:: INPUT MATERIAL ::
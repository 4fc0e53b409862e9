//! Match shapes: groups for the pre-Swiss phases and unordered duel pairs.

use crate::models::candidate::CandidateName;
use serde::{Deserialize, Serialize};

/// Candidates compared together; the user names one winner.
pub type Group = Vec<CandidateName>;

/// Unordered pair of candidates that already duelled. Always stored sorted,
/// including when read back from a saved session.
#[derive(Clone, Debug, Eq, Hash, Ord, PartialEq, PartialOrd, Serialize, Deserialize)]
#[serde(from = "(CandidateName, CandidateName)")]
pub struct PairKey(CandidateName, CandidateName);

impl PairKey {
    pub fn new(a: &str, b: &str) -> Self {
        if a <= b {
            PairKey(a.to_owned(), b.to_owned())
        } else {
            PairKey(b.to_owned(), a.to_owned())
        }
    }

    pub fn first(&self) -> &str {
        &self.0
    }
}

impl From<(CandidateName, CandidateName)> for PairKey {
    fn from((a, b): (CandidateName, CandidateName)) -> Self {
        PairKey::new(&a, &b)
    }
}
//! Candidate rating record, enrichment data, and the keys derived from it.

use serde::{Deserialize, Serialize};

/// Candidates are identified by their display name.
pub type CandidateName = String;

/// Data supplied by the enrichment provider. The core only reads it.
#[derive(Clone, Debug, Default, Eq, PartialEq, Serialize, Deserialize)]
#[serde(default)]
pub struct Enrichment {
    /// Count of display items available for the candidate.
    pub richness: u32,
    pub attribute: Option<String>,
    pub race: Option<String>,
}

impl Enrichment {
    pub fn new(richness: u32, attribute: Option<&str>, race: Option<&str>) -> Self {
        Self {
            richness,
            attribute: attribute.map(str::to_owned),
            race: race.map(str::to_owned),
        }
    }

    pub fn theme_key(&self) -> ThemeKey {
        ThemeKey::from_tags(self.attribute.as_deref(), self.race.as_deref())
    }
}

/// Coarse thematic clustering key built from the two categorical tags.
#[derive(Clone, Debug, Eq, Hash, Ord, PartialEq, PartialOrd, Serialize, Deserialize)]
#[serde(rename_all = "snake_case")]
pub enum ThemeKey {
    /// At least one tag is known; a missing one stays `None`.
    Tagged {
        attribute: Option<String>,
        race: Option<String>,
    },
    /// Both tags missing: the catch-all cluster.
    Unknown,
}

impl ThemeKey {
    pub fn from_tags(attribute: Option<&str>, race: Option<&str>) -> Self {
        let clean = |t: Option<&str>| t.map(str::trim).filter(|t| !t.is_empty()).map(str::to_owned);
        match (clean(attribute), clean(race)) {
            (None, None) => ThemeKey::Unknown,
            (attribute, race) => ThemeKey::Tagged { attribute, race },
        }
    }
}

/// Richness bucket; higher tiers are processed first.
#[derive(Clone, Copy, Debug, Eq, Hash, Ord, PartialEq, PartialOrd)]
pub struct RichnessTier(pub u32);

impl RichnessTier {
    pub fn of(richness: u32, cap: u32) -> Self {
        RichnessTier(richness.min(cap))
    }
}

/// Rating record of one candidate.
#[derive(Clone, Debug, Eq, PartialEq, Serialize, Deserialize)]
pub struct CandidateRecord {
    pub rating: i32,
    pub wins: u32,
    pub losses: u32,
    #[serde(default)]
    pub enrichment: Enrichment,
}

impl CandidateRecord {
    /// Fresh record at the given starting rating.
    pub fn new(initial_rating: i32) -> Self {
        Self {
            rating: initial_rating,
            wins: 0,
            losses: 0,
            enrichment: Enrichment::default(),
        }
    }

    pub fn with_enrichment(mut self, enrichment: Enrichment) -> Self {
        self.enrichment = enrichment;
        self
    }

    /// Wins minus losses, the Swiss score.
    pub fn score(&self) -> i64 {
        i64::from(self.wins) - i64::from(self.losses)
    }

    pub fn tier(&self, cap: u32) -> RichnessTier {
        RichnessTier::of(self.enrichment.richness, cap)
    }

    pub fn theme_key(&self) -> ThemeKey {
        self.enrichment.theme_key()
    }

    /// Apply a rating delta and record a win.
    pub fn record_win(&mut self, delta: i32) {
        self.rating += delta;
        self.wins += 1;
    }

    /// Apply a rating delta and record a loss.
    pub fn record_loss(&mut self, delta: i32) {
        self.rating += delta;
        self.losses += 1;
    }

    /// Reverse `record_win`.
    pub fn revert_win(&mut self, delta: i32) {
        self.rating -= delta;
        self.wins = self.wins.saturating_sub(1);
    }

    /// Reverse `record_loss`.
    pub fn revert_loss(&mut self, delta: i32) {
        self.rating -= delta;
        self.losses = self.losses.saturating_sub(1);
    }
}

:: WORK TASK ::
Please reproduce the records above in their entirety, exactly as given.

:: SOLUTION TO THIS PROBLEM ::
repository 4fc0e53b409862e9
//! Match shapes: groups for the pre-Swiss phases and unordered duel pairs.

use crate::models::candidate::CandidateName;
use serde::{Deserialize, Serialize};

/// Candidates compared together; the user names one winner.
pub type Group = Vec<CandidateName>;

/// Unordered pair of candidates that already duelled. Always stored sorted,
/// including when read back from a saved session.
#[derive(Clone, Debug, Eq, Hash, Ord, PartialEq, PartialOrd, Serialize, Deserialize)]
#[serde(from = "(CandidateName, CandidateName)")]
pub struct PairKey(CandidateName, CandidateName);

impl PairKey {
    pub fn new(a: &str, b: &str) -> Self {
        if a <= b {
            PairKey(a.to_owned(), b.to_owned())
        } else {
            PairKey(b.to_owned(), a.to_owned())
        }
    }

    pub fn first(&self) -> &str {
        &self.0
    }
}

impl From<(CandidateName, CandidateName)> for PairKey {
    fn from((a, b): (CandidateName, CandidateName)) -> Self {
        PairKey::new(&a, &b)
    }
}
//! Candidate rating record, enrichment data, and the keys derived from it.

use serde::{Deserialize, Serialize};

/// Candidates are identified by their display name.
pub type CandidateName = String;

/// Data supplied by the enrichment provider. The core only reads it.
#[derive(Clone, Debug, Default, Eq, PartialEq, Serialize, Deserialize)]
#[serde(default)]
pub struct Enrichment {
    /// Count of display items available for the candidate.
    pub richness: u32,
    pub attribute: Option<String>,
    pub race: Option<String>,
}

impl Enrichment {
    pub fn new(richness: u32, attribute: Option<&str>, race: Option<&str>) -> Self {
        Self {
            richness,
            attribute: attribute.map(str::to_owned),
            race: race.map(str::to_owned),
        }
    }

    pub fn theme_key(&self) -> ThemeKey {
        ThemeKey::from_tags(self.attribute.as_deref(), self.race.as_deref())
    }
}

/// Coarse thematic clustering key built from the two categorical tags.
#[derive(Clone, Debug, Eq, Hash, Ord, PartialEq, PartialOrd, Serialize, Deserialize)]
#[serde(rename_all = "snake_case")]
pub enum ThemeKey {
    /// At least one tag is known; a missing one stays `None`.
    Tagged {
        attribute: Option<String>,
        race: Option<String>,
    },
    /// Both tags missing: the catch-all cluster.
    Unknown,
}

impl ThemeKey {
    pub fn from_tags(attribute: Option<&str>, race: Option<&str>) -> Self {
        let clean = |t: Option<&str>| t.map(str::trim).filter(|t| !t.is_empty()).map(str::to_owned);
        match (clean(attribute), clean(race)) {
            (None, None) => ThemeKey::Unknown,
            (attribute, race) => ThemeKey::Tagged { attribute, race },
        }
    }
}

/// Richness bucket; higher tiers are processed first.
#[derive(Clone, Copy, Debug, Eq, Hash, Ord, PartialEq, PartialOrd)]
pub struct RichnessTier(pub u32);

impl RichnessTier {
    pub fn of(richness: u32, cap: u32) -> Self {
        RichnessTier(richness.min(cap))
    }
}

/// Rating record of one candidate.
#[derive(Clone, Debug, Eq, PartialEq, Serialize, Deserialize)]
pub struct CandidateRecord {
    pub rating: i32,
    pub wins: u32,
    pub losses: u32,
    #[serde(default)]
    pub enrichment: Enrichment,
}

impl CandidateRecord {
    /// Fresh record at the given starting rating.
    pub fn new(initial_rating: i32) -> Self {
        Self {
            rating: initial_rating,
            wins: 0,
            losses: 0,
            enrichment: Enrichment::default(),
        }
    }

    pub fn with_enrichment(mut self, enrichment: Enrichment) -> Self {
        self.enrichment = enrichment;
        self
    }

    /// Wins minus losses, the Swiss score.
    pub fn score(&self) -> i64 {
        i64::from(self.wins) - i64::from(self.losses)
    }

    pub fn tier(&self, cap: u32) -> RichnessTier {
        RichnessTier::of(self.enrichment.richness, cap)
    }

    pub fn theme_key(&self) -> ThemeKey {
        self.enrichment.theme_key()
    }

    /// Apply a rating delta and record a win.
    pub fn record_win(&mut self, delta: i32) {
        self.rating += delta;
        self.wins += 1;
    }

    /// Apply a rating delta and record a loss.
    pub fn record_loss(&mut self, delta: i32) {
        self.rating += delta;
        self.losses += 1;
    }

    /// Reverse `record_win`.
    pub fn revert_win(&mut self, delta: i32) {
        self.rating -= delta;
        self.wins = self.wins.saturating_sub(1);
    }

    /// Reverse `record_loss`.
    pub fn revert_loss(&mut self, delta: i32) {
        self.rating -= delta;
        self.losses = self.losses.saturating_sub(1);
    }
}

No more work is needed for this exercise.